As a segue, I asked my sister the other day when we were having lunch if she was ever troubled by anxiety. She thought for quite a while, which I appreciated and then she said she thought she was, but what she did was immediately go outside and move very rapidly. This makes sense to me because she’s very athletic and in doing what she was doing she was naturally taking care of that anxiety. Then I asked her about abandonment and she said she thought she had it too. So I asked her if maybe we had it because there’s been so many people in the house with us when we were a little though we weren’t really connected. She found that really interesting. She’s still thinking.

 

 

Anyway, so my friend is sleeping in my guest room below me and I am so grateful to have a body in the house and have that body belong to somebody that I love and will love for the rest of my life.

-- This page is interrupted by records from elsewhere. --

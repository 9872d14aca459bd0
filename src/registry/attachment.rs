//! # Queue Registry
//!
//! Tracks which queues have a stub consumer and creates that consumer exactly once per
//! queue, no matter how many startup or advisory triggers race for it.
//!
//! Each queue name maps to a shared `OnceCell`. The first caller to reach the cell runs
//! the attachment while every concurrent caller waits on the same cell. A failed
//! attachment leaves the cell empty, so a later trigger can retry.

use std::sync::atomic::{AtomicBool, AtomicU64, Ordering};
use std::sync::Arc;

use chrono::{DateTime, Utc};
use dashmap::DashMap;
use serde::Serialize;
use tokio::sync::OnceCell;
use tracing::debug;

use crate::broker::{ConsumerOptions, MessageConsumer, Session};
use crate::config::DestinationConfig;
use crate::dispatch::{DispatchEngine, QueueDispatchListener};
use crate::error::{Result, StubberError};
use crate::handler::MessageHandler;
use crate::logging::log_attachment_operation;
use crate::messaging::selector::Selector;

/// A queue with a bound stub consumer
pub struct AttachedQueue {
    name: String,
    consumer: Box<dyn MessageConsumer>,
    attached_at: DateTime<Utc>,
}

impl std::fmt::Debug for AttachedQueue {
    fn fmt(&self, f: &mut std::fmt::Formatter<'_>) -> std::fmt::Result {
        f.debug_struct("AttachedQueue")
            .field("name", &self.name)
            .field("destination", self.consumer.destination())
            .field("attached_at", &self.attached_at)
            .finish()
    }
}

impl AttachedQueue {
    pub fn name(&self) -> &str {
        &self.name
    }

    pub fn attached_at(&self) -> DateTime<Utc> {
        self.attached_at
    }
}

/// Attachment counters
#[derive(Debug, Clone, Copy, Default, PartialEq, Eq, Serialize)]
pub struct AttachmentStats {
    pub attached: u64,
    pub failures: u64,
    /// Requests for a queue that was already attached
    pub duplicates: u64,
}

#[derive(Debug, Default)]
struct AttachmentCounters {
    attached: AtomicU64,
    failures: AtomicU64,
    duplicates: AtomicU64,
}

/// Registry of stubbed queues
pub struct QueueRegistry {
    config: Arc<DestinationConfig>,
    session: Arc<dyn Session>,
    engine: Arc<DispatchEngine>,
    attached: DashMap<String, Arc<OnceCell<AttachedQueue>>>,
    counters: AttachmentCounters,
}

impl std::fmt::Debug for QueueRegistry {
    fn fmt(&self, f: &mut std::fmt::Formatter<'_>) -> std::fmt::Result {
        f.debug_struct("QueueRegistry")
            .field("attached", &self.attached_queues())
            .field("stats", &self.stats())
            .finish()
    }
}

impl QueueRegistry {
    pub fn new(
        config: Arc<DestinationConfig>,
        session: Arc<dyn Session>,
        engine: Arc<DispatchEngine>,
    ) -> Self {
        Self {
            config,
            session,
            engine,
            attached: DashMap::new(),
            counters: AttachmentCounters::default(),
        }
    }

    pub fn config(&self) -> &DestinationConfig {
        &self.config
    }

    /// Queue-specific handlers, empty for undeclared queues
    pub fn handlers_for(&self, queue_name: &str) -> Vec<Arc<dyn MessageHandler>> {
        self.config.handlers_for(queue_name)
    }

    /// Attach a stub consumer to `queue_name` unless one is already attached.
    ///
    /// Returns `true` only for the call that performed the attachment.
    pub async fn ensure_attached(&self, queue_name: &str) -> Result<bool> {
        // clone the cell so no map guard is held across the await
        let cell = Arc::clone(
            self.attached
                .entry(queue_name.to_string())
                .or_insert_with(|| Arc::new(OnceCell::new()))
                .value(),
        );

        let attached_here = AtomicBool::new(false);
        let result = cell
            .get_or_try_init(|| async {
                attached_here.store(true, Ordering::Release);
                self.attach(queue_name).await
            })
            .await;

        match result {
            Ok(_) if attached_here.load(Ordering::Acquire) => {
                self.counters.attached.fetch_add(1, Ordering::Relaxed);
                Ok(true)
            }
            Ok(_) => {
                self.counters.duplicates.fetch_add(1, Ordering::Relaxed);
                debug!(queue_name = %queue_name, "Queue already attached");
                Ok(false)
            }
            Err(e) => {
                self.counters.failures.fetch_add(1, Ordering::Relaxed);
                log_attachment_operation(queue_name, "failed", Some(&e.to_string()));
                Err(e)
            }
        }
    }

    async fn attach(&self, queue_name: &str) -> Result<AttachedQueue> {
        let destination = self
            .session
            .create_queue(queue_name)
            .await
            .map_err(|e| StubberError::attachment(queue_name, e))?;

        let options = ConsumerOptions::new()
            .with_selector(Selector::not_processed())
            .with_priority(self.config.consumer_priority());
        let consumer = self
            .session
            .create_consumer(&destination, options)
            .await
            .map_err(|e| StubberError::attachment(queue_name, e))?;

        let listener = QueueDispatchListener::new(
            queue_name,
            self.handlers_for(queue_name),
            Arc::clone(&self.engine),
        );
        if let Err(e) = consumer.set_message_listener(Arc::new(listener)) {
            let _ = consumer.close().await;
            return Err(StubberError::attachment(queue_name, e));
        }

        log_attachment_operation(
            queue_name,
            "attached",
            self.config
                .queue(queue_name)
                .is_none()
                .then_some("no static configuration"),
        );

        Ok(AttachedQueue {
            name: queue_name.to_string(),
            consumer,
            attached_at: Utc::now(),
        })
    }

    pub fn is_attached(&self, queue_name: &str) -> bool {
        self.attached
            .get(queue_name)
            .is_some_and(|cell| cell.initialized())
    }

    /// Sorted names of every attached queue
    pub fn attached_queues(&self) -> Vec<String> {
        let mut names: Vec<String> = self
            .attached
            .iter()
            .filter(|entry| entry.value().initialized())
            .map(|entry| entry.key().clone())
            .collect();
        names.sort();
        names
    }

    pub fn stats(&self) -> AttachmentStats {
        AttachmentStats {
            attached: self.counters.attached.load(Ordering::Relaxed),
            failures: self.counters.failures.load(Ordering::Relaxed),
            duplicates: self.counters.duplicates.load(Ordering::Relaxed),
        }
    }
}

In the morning, we sat at the breakfast table and talked about our lives, and what we wish we had done but didn’t because anxiety had gotten in the way. She shared with me that she wanted to go to graduate school in journalism and I shared with her that I had wanted to go to law school. Both of us were afraid to apply because we were afraid to have to take the exams. Another form of anxiety which hits us both though we are both very intelligent women.

 

I don’t really know how you help people with anxiety. I know there are techniques that are helpful. I also know that it’s genetically-based and that some people are helped by medication. I think the most helpful thing to me was being in a long-term relationship with a man I could really count on, and I hope to have this happen again in my lifetime.

 

I see children with anxiety now and I see the parents trying to ignore it or push them into doing something. Anything to distract them from their anxiousness. I think that it would’ve helped me if some adult had noticed what was going on with me, and taught me some breathing techniques and explained to me that anxiety was merely a function of brain wiring gone off for a moment. What a blessing it might’ve been instead of having to wait 70 years to deal with some thing that had prevented me from having a life I have wanted so badly.

 

Now I think about my mother, dragging me out of the car and  driving away and immediately locking the door so I couldn’t run after the car and jump in. I wonder what she was thinking? I wonder if she was angry at me or I wonder if she was scared. If so, what could she have been scared of? I certainly was a child who was different than the others in the family. I was like the Wailing Wall in Jerusalem. I think I spent a lot of time as a child wailing at what went on in the world and at home.

 

It must’ve been hard to live with someone like me. Now I see that having this type of personality is helpful because one is automatically tuned into others and can help other people become stronger. There are many people in my life that I have helped with anxiety and helped with their own communication skills and helped with their job choices. I am proud of that, but there still is a part of me that will always be there. That little part that’s  always saying,  “What would you be like now if you hadn’t had anxiety? Where would you be?”

 

They say in life you should never go back and criticize your choices, but I disagree. I think it makes you stronger and more compassionate. If you can look at the choices you made, and see where you went wrong something softens inside you. Compassion comes along with acceptance. I’ll never go to the airport to drop off someone I love because all I will see is the back of my mother’s head getting smaller and smaller. I can’t change that moving picture nor the forlornness that accompanies it.

 

I can remind myself that nothing is forever. Friends come and go physically but they stay in your heart. There is no guarantee about anything in life but when  you are playing musical chairs you have to get up and find another chair when the music stops. The space in time when you have no place to sit is filled with possibilities not dangers. Even without a chair or a friend, there is a path. Along that path are many forms of love and support. I keep getting up when the music stops and setting out to find them.